The Croatian national broadcaster, Croatian Radiotelevision (HRT), broadcasts the event within Croatia and organises the selection process for the nation's entry. Between 1993 and 2000, HRT organised the national final Dora in order to select the Croatian entry for the Eurovision Song Contest, a method that continued for their 2001 participation.

Before Eurovision

Dora 2001 
Dora 2001 was the ninth edition of the Croatian national selection Dora which selected Croatia's entry for the Eurovision Song Contest 2001. The competition consisted of twenty entries competing in one final on 4 March 2001 at the Studio 11 of HRT in Zagreb, hosted by Dusko Ćurlić and Bojana Gregorić. The show was broadcast on HTV1 and via radio on HR 2 as well as online via the broadcaster's website hrt.hr.

Competing entries 
On 16 November 2000, HRT opened a submission period where artists and composers were able to submit their entries to the broadcaster with the deadline on 17 December 2000. Artists were required to be signed to record companies in order to participate in the competition. An additional seven composers were also invited by HRT to submit songs following consultation with the Croatian Composers' Society (HDS) and Croatian Musicians Union (HDS): Tonči Huljić, Rajko Dujmić, Miro Buljan, Zrinko Tutić, Nenad Ninčević, Zdenko Runjić and Đorđe Novković. 170 entries were received by the broadcaster during the submission period. A nine-member expert committee consisting of Pero Gotovac, Nikica Kalogjera, Stjepan Mihaljinec, Matija Dedić, Siniša Doronjga, Husein Hasanefendić, Stjepan Fučkar, Aleksandar Kostadinov and Velimir Đuretić reviewed the received submissions and selected twenty artists and songs for the competition. HRT announced the competing entries on 15 January 2001 and among the artists were Tereza Kesovija who represented Monaco in the Eurovision Song Contest 1966 and Yugoslavia in the Eurovision Song Contest 1972, Novi fosili who represented Yugoslavia in the Eurovision Song Contest 1987, Vladimir Kočiš Zec of Novi fosili, Putokazi which represented Croatia in the Eurovision Song Contest 1993 as Put, and Tony Cetinski who represented Croatia in the Eurovision Song Contest 1994. 

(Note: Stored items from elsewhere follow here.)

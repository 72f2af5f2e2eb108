//! Streaming model enumeration from a long running backend.
use std::{
    io::{self, BufRead, BufReader},
    process::{Child, ChildStdout, Stdio},
};

use log::{debug, info, warn};

use satbridge_dimacs::DimacsEncoder;
use satbridge_formula::{CnfFormula, Lit};

use crate::error::Error;
use crate::process::{write_feed, BackendCommand};

/// Lifecycle of an [`Enumerator`]. Both `Exhausted` and `Canceled` are final.
#[derive(Copy, Clone, Debug, PartialEq, Eq)]
pub enum EnumeratorState {
    Running,
    Exhausted,
    Canceled,
}

/// Models of a formula, read one line at a time from an enumeration backend.
///
/// The backend receives the formula on its standard input, which is then closed, and prints one
/// model per line. Models are only read when requested. A backend that is ahead of its consumer
/// blocks once the pipe buffer is full, which is the only flow control there is.
///
/// The process is reaped and the pipe closed when the output ends, on [`cancel`], and when the
/// enumerator is dropped, whichever comes first. An enumerator is meant to be used from one thread
/// at a time.
///
/// [`cancel`]: Enumerator::cancel
pub struct Enumerator {
    program: String,
    child: Option<Child>,
    output: Option<BufReader<ChildStdout>>,
    state: EnumeratorState,
    line: String,
}

impl Enumerator {
    /// Start enumerating the models of `formula` under its pending assumptions.
    ///
    /// Commits the open clause and consumes the pending assumptions.
    pub fn start(command: &BackendCommand, formula: &mut CnfFormula) -> Result<Enumerator, Error> {
        formula.close();
        let assumptions = formula.take_assumptions();
        Self::start_assuming(command, formula, &assumptions)
    }

    /// Start enumerating the models of a closed `formula` with explicitly given assumptions.
    ///
    /// The formula is written completely before this returns, so the backend has to read its
    /// whole input before producing a pipe buffer worth of output.
    pub fn start_assuming(
        command: &BackendCommand,
        formula: &CnfFormula,
        assumptions: &[Lit],
    ) -> Result<Enumerator, Error> {
        info!(
            "Enumerating models with '{}' on {} clauses",
            command.program,
            formula.len()
        );

        let mut child = command
            .command()
            .stdin(Stdio::piped())
            .stdout(Stdio::piped())
            .stderr(Stdio::null())
            .spawn()
            .map_err(|err| command.spawn_error(err))?;

        let stdin = child.stdin.take();
        let output = child.stdout.take().map(BufReader::new);

        // From here on dropping the enumerator cleans up the process.
        let enumerator = Enumerator {
            program: command.program.clone(),
            child: Some(child),
            output,
            state: EnumeratorState::Running,
            line: String::new(),
        };

        write_feed(stdin, DimacsEncoder::new(formula, assumptions))?;

        Ok(enumerator)
    }

    pub fn state(&self) -> EnumeratorState {
        self.state
    }

    /// Wait for the next model.
    ///
    /// Returns `None` once the backend's output ended or after cancelation. Blank lines and `c`
    /// comment lines are skipped, a trailing `0` on a model line is ignored. When the output ends
    /// the backend is reaped, and an unsuccessful exit fails with [`Error::Backend`].
    pub fn next_model(&mut self) -> Result<Option<Vec<Lit>>, Error> {
        loop {
            if self.state != EnumeratorState::Running {
                return Ok(None);
            }
            let output = match self.output.as_mut() {
                Some(output) => output,
                None => {
                    self.finish(EnumeratorState::Exhausted)?;
                    return Ok(None);
                }
            };

            self.line.clear();
            match output.read_line(&mut self.line) {
                Ok(0) => {
                    self.finish(EnumeratorState::Exhausted)?;
                    return Ok(None);
                }
                Ok(_) => {
                    let line = self.line.trim();
                    if line.is_empty() || line.starts_with('c') {
                        continue;
                    }
                    return parse_model(&self.program, line).map(Some);
                }
                Err(err) => {
                    self.cancel()?;
                    return Err(err.into());
                }
            }
        }
    }

    /// Read all remaining models into memory.
    ///
    /// The number of models can be exponential in the size of the formula, this holds all of them
    /// at once.
    pub fn list(&mut self) -> Result<Vec<Vec<Lit>>, Error> {
        let mut models = vec![];
        while let Some(model) = self.next_model()? {
            models.push(model);
        }
        Ok(models)
    }

    /// Stop the backend.
    ///
    /// Kills the process, waits for it and closes the pipe. Does nothing if the enumerator is not
    /// running anymore, so calling this repeatedly is fine.
    pub fn cancel(&mut self) -> Result<(), Error> {
        if self.state != EnumeratorState::Running {
            return Ok(());
        }
        if let Some(child) = self.child.as_mut() {
            match child.kill() {
                Ok(()) => debug!("Sent kill to '{}'", self.program),
                // Already exited
                Err(err) if err.kind() == io::ErrorKind::InvalidInput => (),
                Err(err) => {
                    self.finish(EnumeratorState::Canceled)?;
                    return Err(err.into());
                }
            }
        }
        self.finish(EnumeratorState::Canceled)
    }

    /// Reap the process and close the pipe.
    ///
    /// Reaching the end of the output only counts as exhaustion if the backend exited
    /// successfully, otherwise it fails with [`Error::Backend`].
    fn finish(&mut self, state: EnumeratorState) -> Result<(), Error> {
        self.state = state;
        let waited = self.child.take().map(|mut child| child.wait());
        self.output = None;
        if let Some(status) = waited.transpose()? {
            debug!(
                "Enumeration backend '{}' {:?} with {}",
                self.program, state, status
            );
            if state == EnumeratorState::Exhausted && !status.success() {
                return Err(Error::Backend {
                    program: self.program.clone(),
                    status: status.code(),
                    output: String::new(),
                });
            }
        }
        Ok(())
    }
}

impl Iterator for Enumerator {
    type Item = Result<Vec<Lit>, Error>;

    fn next(&mut self) -> Option<Self::Item> {
        self.next_model().transpose()
    }
}

impl Drop for Enumerator {
    fn drop(&mut self) {
        if let Err(err) = self.cancel() {
            warn!("Failed to stop enumeration backend '{}': {}", self.program, err);
        }
    }
}

fn parse_model(program: &str, line: &str) -> Result<Vec<Lit>, Error> {
    let mut tokens = line.split_whitespace().peekable();
    let mut model = vec![];
    while let Some(token) = tokens.next() {
        let number: isize = token
            .parse()
            .map_err(|_| Error::parse(program, format!("invalid literal '{}'", token)))?;
        if number == 0 {
            if tokens.peek().is_some() {
                return Err(Error::parse(
                    program,
                    format!("terminator inside model line '{}'", line),
                ));
            }
            break;
        }
        model.push(Lit::try_from_dimacs(number)?);
    }
    Ok(model)
}

#[cfg(all(test, unix))]
mod tests {
    use super::*;

    use std::collections::HashSet;

    use satbridge_formula::{cnf_formula, lits, ExtendFormula};

    fn sh(script: &str) -> BackendCommand {
        BackendCommand::new("sh").arg("-c").arg(script)
    }

    fn three_models() -> BackendCommand {
        sh("cat > /dev/null; echo '1 2 0'; echo; echo 'c note'; echo '-1 2'; echo '1 -2 0'")
    }

    #[test]
    fn next_until_exhausted() -> Result<(), Error> {
        let mut formula = cnf_formula![1, 2;];
        let mut models = Enumerator::start(&three_models(), &mut formula)?;

        assert_eq!(models.state(), EnumeratorState::Running);
        assert_eq!(models.next_model()?, Some(lits![1, 2].to_vec()));
        assert_eq!(models.next_model()?, Some(lits![-1, 2].to_vec()));
        assert_eq!(models.next_model()?, Some(lits![1, -2].to_vec()));
        assert_eq!(models.next_model()?, None);
        assert_eq!(models.state(), EnumeratorState::Exhausted);
        assert_eq!(models.next_model()?, None);

        models.cancel()?;
        assert_eq!(models.state(), EnumeratorState::Exhausted);
        Ok(())
    }

    #[test]
    fn list_matches_next() -> Result<(), Error> {
        let mut formula = cnf_formula![1, 2;];

        let listed: HashSet<Vec<Lit>> = Enumerator::start(&three_models(), &mut formula)?
            .list()?
            .into_iter()
            .collect();

        let iterated: HashSet<Vec<Lit>> = Enumerator::start(&three_models(), &mut formula)?
            .collect::<Result<_, _>>()?;

        assert_eq!(listed.len(), 3);
        assert_eq!(listed, iterated);
        Ok(())
    }

    #[test]
    fn cancel_is_idempotent() -> Result<(), Error> {
        let mut formula = cnf_formula![1, -2;];
        let mut models = Enumerator::start(&sh("cat > /dev/null; exec yes '1 -2 0'"), &mut formula)?;

        assert_eq!(models.next_model()?, Some(lits![1, -2].to_vec()));

        models.cancel()?;
        assert_eq!(models.state(), EnumeratorState::Canceled);
        models.cancel()?;
        assert_eq!(models.state(), EnumeratorState::Canceled);
        assert_eq!(models.next_model()?, None);
        assert!(models.list()?.is_empty());
        Ok(())
    }

    #[test]
    fn drop_stops_backend() -> Result<(), Error> {
        let mut formula = cnf_formula![1;];
        for _ in 0..20 {
            let mut models = Enumerator::start(&sh("cat > /dev/null; exec yes 1"), &mut formula)?;
            assert!(models.next_model()?.is_some());
        }
        Ok(())
    }

    #[test]
    fn feed_contains_assumptions() -> Result<(), Error> {
        let mut formula = CnfFormula::new();
        formula.add(vec![1, 2, 0])?;
        formula.assume(vec![-2])?;

        // Echo the unit clauses back as models
        let mut models = Enumerator::start(&sh("grep -v '^p' | tail -n 1"), &mut formula)?;

        assert_eq!(models.list()?, vec![lits![-2].to_vec()]);
        assert!(formula.assumptions().is_empty());
        Ok(())
    }

    #[test]
    fn failing_backend() -> Result<(), Error> {
        let mut formula = cnf_formula![1;];

        let mut models = Enumerator::start(&sh("cat > /dev/null; echo '1 0'; exit 3"), &mut formula)?;
        assert_eq!(models.next_model()?, Some(lits![1].to_vec()));
        match models.next_model() {
            Err(Error::Backend { status, .. }) => assert_eq!(status, Some(3)),
            other => panic!("unexpected result {:?}", other),
        }
        assert_eq!(models.state(), EnumeratorState::Exhausted);
        assert_eq!(models.next_model()?, None);

        let mut models = Enumerator::start(&sh("exit 127"), &mut formula)?;
        assert!(matches!(
            models.list(),
            Err(Error::Backend {
                status: Some(127),
                ..
            })
        ));

        let mut models = Enumerator::start(&sh("cat > /dev/null; kill -9 $$"), &mut formula)?;
        assert!(matches!(
            models.next_model(),
            Err(Error::Backend { status: None, .. })
        ));
        Ok(())
    }

    #[test]
    fn cancel_is_not_a_failure() -> Result<(), Error> {
        let mut formula = cnf_formula![1;];
        let mut models = Enumerator::start(&sh("cat > /dev/null; exec yes 1"), &mut formula)?;

        assert!(models.next_model()?.is_some());
        models.cancel()?;
        assert_eq!(models.state(), EnumeratorState::Canceled);
        Ok(())
    }

    #[test]
    fn malformed_line() -> Result<(), Error> {
        let mut formula = cnf_formula![1;];
        let mut models = Enumerator::start(&sh("cat > /dev/null; echo '1 x'; echo '1 0 2'"), &mut formula)?;

        assert!(matches!(models.next_model(), Err(Error::Parse { .. })));
        assert!(matches!(models.next_model(), Err(Error::Parse { .. })));
        assert_eq!(models.next_model()?, None);
        Ok(())
    }
}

Prior to the competition, "Ne bih te mogla voljeti više", written by Enes Tvrtković and to have been performed by Ivana Banfić, was withdrawn due to disagreements with the language of the song to be performed and replaced with "Za tebe stvorena" performed by Vesna Pisarović. On 2 February 2001, Emilija Kokić who won the Eurovision Song Contest 1989 for Yugoslavia as a member of Riva replaced Minea as the co-performer of the song "Ljepota". The running order of the final was determined during a draw on 30 January 2001.

Final 
The final took place on 4 March 2001. Twelve of the twenty competing songs were performed with HRT's Revijski Orchestra with its own conductors and the winner, "Strune ljubavi" performed by Vanna, was determined by a combination of votes from four regional juries, an expert jury, a public televote which was divided into four telephone regions in Croatia and online voting. The writers of the winning song also received a monetary award of 100,000 kuna. In addition to the performances of the competing entries, the Zagreb Dance Ensemble, Bojana Gregorić and 2000 Croatian Eurovision entrant Goran Karan performed as the interval acts during the show.

At Eurovision
The Eurovision Song Contest 2001 took place at Parken Stadium in Copenhagen, Denmark, on 12 May 2001. The relegation rules introduced for the 1997 contest were again utilised ahead of the 2001 contest, based on each country's average points total in previous contests. The 23 participants were made up of the host country, the "Big Four" (France, Germany, Spain and the United Kingdom), and the 12 countries with the highest average scores between the 1996 and 2000 contests competed in the final. On 21 November 2000, a special allocation draw was held which determined the running order and Croatia was set to perform in position 10, following the entry from Latvia and before the entry from Portugal. At the contest, Vanna performed the English version of "Strune ljubavi" entitled "Strings of My Heart" and Croatia finished in tenth place with 42 points.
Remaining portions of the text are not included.